Criança de sete anos é morta a tiros no rosto por criminosos que simularam ser policiais no Rio de Janeiro
A menina Eduarda Cruz Bastos, de apenas sete anos, morreu na última segunda-feira (22) após ser atingida por um tiro no rosto durante uma invasão criminosa à sua residência em Nova Iguaçu, na Baixada Fluminense. Os agressores, que se passaram por policiais, surpreenderam a família em um ato de extrema violência.
O crime chocou a localidade, onde a Polícia Civil do Rio de Janeiro agora busca intensamente os responsáveis.

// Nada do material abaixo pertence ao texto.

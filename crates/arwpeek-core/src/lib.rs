//! Arwpeek Core - Sony ARW preview extraction library
//!
//! This crate provides the core functionality for arwpeek: parsing the
//! TIFF-derived ARW container, locating the embedded JPEG preview, decoding
//! it with orientation correction, and loading previews off the caller's
//! thread.

pub mod arw;
pub mod decode;
pub mod loader;

pub use arw::{is_arw, locate_preview, ParseError, PreviewLocation};
pub use decode::{decode_jpeg, DecodeError, DecodedImage, Orientation};
pub use loader::{extract_and_decode, load_preview, LoadedPreview, PreviewError, PreviewTask};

A criança chegou a ser socorrida e levada para atendimento médico, mas não resistiu aos ferimentos após o brutal ataque dentro de casa.
Detalhes da ação criminosa na Baixada Fluminense
Na ocasião, Eduarda estava em casa com a mãe quando os criminosos pularam o muro da residência, apresentando-se falsamente como agentes da lei. Diante da ameaça, a mãe da menina instruiu-a a se esconder dentro de um armário.

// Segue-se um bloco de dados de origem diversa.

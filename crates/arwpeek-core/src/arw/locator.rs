//! Preview location within an ARW container.
//!
//! Sony ARW files embed a full JPEG preview image and record where it lives
//! with a pair of directory tags: JpegInterchangeFormat (the byte offset of
//! the JPEG stream) and JpegInterchangeFormatLength (its byte count). This
//! module walks the first directory and reports that pair.
//!
//! # Architecture
//!
//! The walk is a single forward pass. Inline entries feed the two preview
//! tags; RATIONAL entries are validated for offset alignment and otherwise
//! skipped. The length tag terminates the walk on the spot, so at most one
//! directory is ever visited and entries after the length tag are never
//! decoded.

use super::directory::Directory;
use super::error::ParseError;
use super::header::first_ifd_offset;

/// JpegInterchangeFormat: byte offset of the embedded JPEG stream.
pub const TAG_JPEG_OFFSET: u16 = 0x0201;
/// JpegInterchangeFormatLength: byte count of the embedded JPEG stream.
pub const TAG_JPEG_LENGTH: u16 = 0x0202;

/// Byte range of the embedded preview JPEG, as declared by the directory.
///
/// The pair is reported exactly as the container declares it and may lie
/// outside the file; `slice` is the checked way to turn it into bytes.
#[derive(Debug, Clone, Copy, PartialEq, Eq)]
pub struct PreviewLocation {
    /// Offset of the first JPEG byte from the start of the file.
    pub offset: u32,
    /// Length of the JPEG stream in bytes.
    pub length: u32,
}

impl PreviewLocation {
    /// Borrow the preview bytes out of `data` if the declared range fits.
    ///
    /// Returns `None` when the length is zero or the range leaves the
    /// buffer.
    #[inline]
    pub fn slice<'a>(&self, data: &'a [u8]) -> Option<&'a [u8]> {
        let (offset, length) = (self.offset as usize, self.length as usize);
        if length == 0 || offset.checked_add(length)? > data.len() {
            return None;
        }
        Some(&data[offset..offset + length])
    }
}

/// Locate the embedded preview JPEG in an ARW container.
///
/// Validates the header, then walks the first directory looking for the
/// JPEG interchange tags. The walk stops at the first length tag: the
/// result is whatever offset tag came before it, or an offset of 0 when the
/// directory lists the length tag first. That order dependence matches the
/// files Sony cameras write (offset tag first) and is kept deliberately.
///
/// # Arguments
///
/// * `data` - Complete ARW file bytes
///
/// # Returns
///
/// The declared byte range of the preview. The range is not checked
/// against the buffer here; use [`PreviewLocation::slice`] for that.
///
/// # Errors
///
/// - `ParseError::TooSmallData` - input shorter than the header, or the
///   directory runs past the end of the buffer
/// - `ParseError::MissingHeader` - not a little-endian TIFF container
/// - `ParseError::InvalidIfdOffset` - header directory offset is zero or odd
/// - `ParseError::InvalidValueOffset` - any RATIONAL entry with an odd
///   out-of-line offset, whatever its tag
/// - `ParseError::NoPreviewImage` - directory exhausted without a length tag
///
/// # Example
///
/// ```ignore
/// use arwpeek_core::arw::locate_preview;
///
/// let arw_bytes = std::fs::read("photo.ARW")?;
/// let location = locate_preview(&arw_bytes)?;
/// let jpeg = location.slice(&arw_bytes).expect("range inside the file");
/// ```
pub fn locate_preview(data: &[u8]) -> Result<PreviewLocation, ParseError> {
    let dir_offset = first_ifd_offset(data)?;

    let mut start: u32 = 0;
    for entry in Directory::open(data, dir_offset)? {
        let entry = entry?;
        if entry.is_inline() {
            match entry.tag {
                TAG_JPEG_OFFSET => start = entry.value_or_offset,
                TAG_JPEG_LENGTH => {
                    return Ok(PreviewLocation {
                        offset: start,
                        length: entry.value_or_offset,
                    });
                }
                _ => {}
            }
        } else if entry.value_or_offset % 2 != 0 {
            return Err(ParseError::InvalidValueOffset(entry.value_or_offset));
        }
    }

    Err(ParseError::NoPreviewImage)
}


// ============================================================================
// Property-Based Tests
// ============================================================================

#[cfg(test)]
mod proptests {
    use super::*;
    use crate::arw::header::SIGNATURE;
    use proptest::prelude::*;

    /// Strategy for arbitrary input buffers, biased small.
    fn arbitrary_bytes() -> impl Strategy<Value = Vec<u8>> {
        prop::collection::vec(any::<u8>(), 0..256)
    }

    proptest! {
        /// Property: the locator is total; hostile input classifies, never
        /// panics.
        #[test]
        fn prop_never_panics(bytes in arbitrary_bytes()) {
            let _ = locate_preview(&bytes);
        }

        /// Property: anything under eight bytes is TooSmallData.
        #[test]
        fn prop_short_input_is_too_small(bytes in prop::collection::vec(any::<u8>(), 0..8)) {
            prop_assert_eq!(locate_preview(&bytes), Err(ParseError::TooSmallData));
        }

        /// Property: a wrong signature wins over everything after it.
        #[test]
        fn prop_bad_signature_is_missing_header(bytes in prop::collection::vec(any::<u8>(), 8..64)) {
            prop_assume!(bytes[..4] != SIGNATURE);
            prop_assert_eq!(locate_preview(&bytes), Err(ParseError::MissingHeader));
        }

        /// Property: a well-formed directory reports the declared pair
        /// verbatim, unchecked against the buffer.
        #[test]
        fn prop_declared_pair_round_trips(offset in any::<u32>(), length in any::<u32>()) {
            let mut data = vec![0x49, 0x49, 0x2A, 0x00];
            data.extend_from_slice(&8u32.to_le_bytes());
            data.extend_from_slice(&2u16.to_le_bytes());
            for (tag, value) in [(TAG_JPEG_OFFSET, offset), (TAG_JPEG_LENGTH, length)] {
                data.extend_from_slice(&tag.to_le_bytes());
                data.extend_from_slice(&4u16.to_le_bytes());
                data.extend_from_slice(&1u32.to_le_bytes());
                data.extend_from_slice(&value.to_le_bytes());
            }

            let location = locate_preview(&data);
            prop_assert_eq!(location, Ok(PreviewLocation { offset, length }));
        }

        /// Property: the same buffer always classifies the same way.
        #[test]
        fn prop_idempotent(bytes in arbitrary_bytes()) {
            prop_assert_eq!(locate_preview(&bytes), locate_preview(&bytes));
        }

        /// Property: slice never hands out bytes past the buffer.
        #[test]
        fn prop_slice_stays_in_bounds(
            offset in any::<u32>(),
            length in any::<u32>(),
            data in prop::collection::vec(any::<u8>(), 0..128),
        ) {
            let location = PreviewLocation { offset, length };
            if let Some(bytes) = location.slice(&data) {
                prop_assert_eq!(bytes.len(), length as usize);
                prop_assert!(offset as usize + length as usize <= data.len());
            }
        }
    }
}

Assustada, a criança acabou colocando o rosto para fora do móvel, momento em que um dos bandidos disparou, acertando-a. Essa tática de simular autoridade policial é frequentemente utilizada por grupos criminosos para facilitar a entrada em imóveis e surpreender vítimas.

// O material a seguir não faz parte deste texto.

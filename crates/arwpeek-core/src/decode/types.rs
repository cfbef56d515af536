//! Core types for preview decoding.

use thiserror::Error;

/// Error types for preview decoding operations.
#[derive(Debug, Error)]
pub enum DecodeError {
    /// The bytes do not start with a JPEG SOI marker.
    #[error("Not a JPEG stream: missing SOI marker")]
    NotJpeg,

    /// The JPEG stream is corrupted or incomplete.
    #[error("Corrupted or incomplete JPEG: {0}")]
    Corrupted(String),
}

/// EXIF orientation values (1-8).
/// See: https://exiftool.org/TagNames/EXIF.html
#[derive(Debug, Clone, Copy, PartialEq, Eq, Default)]
#[repr(u8)]
pub enum Orientation {
    /// Normal (no transformation needed).
    #[default]
    Normal = 1,
    /// Horizontal flip.
    FlipHorizontal = 2,
    /// Rotate 180 degrees.
    Rotate180 = 3,
    /// Vertical flip.
    FlipVertical = 4,
    /// Transpose (flip horizontal + rotate 270 CW).
    Transpose = 5,
    /// Rotate 90 degrees clockwise.
    Rotate90CW = 6,
    /// Transverse (flip horizontal + rotate 90 CW).
    Transverse = 7,
    /// Rotate 270 degrees clockwise (90 CCW).
    Rotate270CW = 8,
}

impl Orientation {
    /// Returns true if this orientation swaps width and height dimensions.
    ///
    /// Rotations of 90° and 270° (and their flip variants Transpose/Transverse)
    /// swap the image dimensions.
    #[inline]
    pub fn swaps_dimensions(self) -> bool {
        matches!(
            self,
            Orientation::Transpose
                | Orientation::Rotate90CW
                | Orientation::Transverse
                | Orientation::Rotate270CW
        )
    }
}

impl From<u32> for Orientation {
    fn from(value: u32) -> Self {
        match value {
            1 => Orientation::Normal,
            2 => Orientation::FlipHorizontal,
            3 => Orientation::Rotate180,
            4 => Orientation::FlipVertical,
            5 => Orientation::Transpose,
            6 => Orientation::Rotate90CW,
            7 => Orientation::Transverse,
            8 => Orientation::Rotate270CW,
            _ => Orientation::Normal,
        }
    }
}

/// A decoded image with RGB pixel data.
#[derive(Debug, Clone)]
pub struct DecodedImage {
    /// Image width in pixels.
    pub width: u32,
    /// Image height in pixels.
    pub height: u32,
    /// RGB pixel data in row-major order (3 bytes per pixel).
    /// Length should be width * height * 3.
    pub pixels: Vec<u8>,
}

impl DecodedImage {
    /// Create a new DecodedImage with the given dimensions and pixel data.
    pub fn new(width: u32, height: u32, pixels: Vec<u8>) -> Self {
        debug_assert_eq!(
            pixels.len(),
            (width * height * 3) as usize,
            "Pixel buffer size mismatch"
        );
        Self {
            width,
            height,
            pixels,
        }
    }

    /// Create a DecodedImage from an image::RgbImage.
    pub fn from_rgb_image(img: image::RgbImage) -> Self {
        let (width, height) = img.dimensions();
        let pixels = img.into_raw();
        Self {
            width,
            height,
            pixels,
        }
    }

    /// Get the total number of pixels.
    pub fn pixel_count(&self) -> u32 {
        self.width * self.height
    }

    /// Get the size of the pixel buffer in bytes.
    pub fn byte_size(&self) -> usize {
        self.pixels.len()
    }

    /// Check if this is an empty/invalid image.
    pub fn is_empty(&self) -> bool {
        self.width == 0 || self.height == 0 || self.pixels.is_empty()
    }
}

Investigação busca motivação e envolvidos no crime
A Delegacia de Homicídios da Baixada Fluminense (DHBF) assumiu a investigação do caso. A principal linha de apuração dos agentes indica que o alvo da invasão e do ataque seria o pai da menina Eduarda Cruz Bastos.
As autoridades estão coletando depoimentos de testemunhas e realizando perícias no local do crime para reunir provas. O objetivo é identificar e prender os autores desse ato covarde que resultou na morte de uma criança inocente.
O impacto da violência urbana na vida de famílias cariocas
A Baixada Fluminense, historicamente, enfrenta altos índices de criminalidade, e este episódio trágico ressalta o cenário de insegurança que afeta milhares de famílias na região. Crianças, em particular, tornam-se vítimas colaterais da violência entre grupos criminosos e da ação de bandidos, expondo a fragilidade de suas vidas diante da criminalidade.
Casos como o de Eduarda não apenas geram comoção e revolta, mas também expõem a urgência de políticas públicas eficazes no combate à violência e na proteção de populações vulneráveis. A morte da menina é um doloroso lembrete do custo humano da criminalidade desenfreada e do ciclo de insegurança que afeta comunidades inteiras.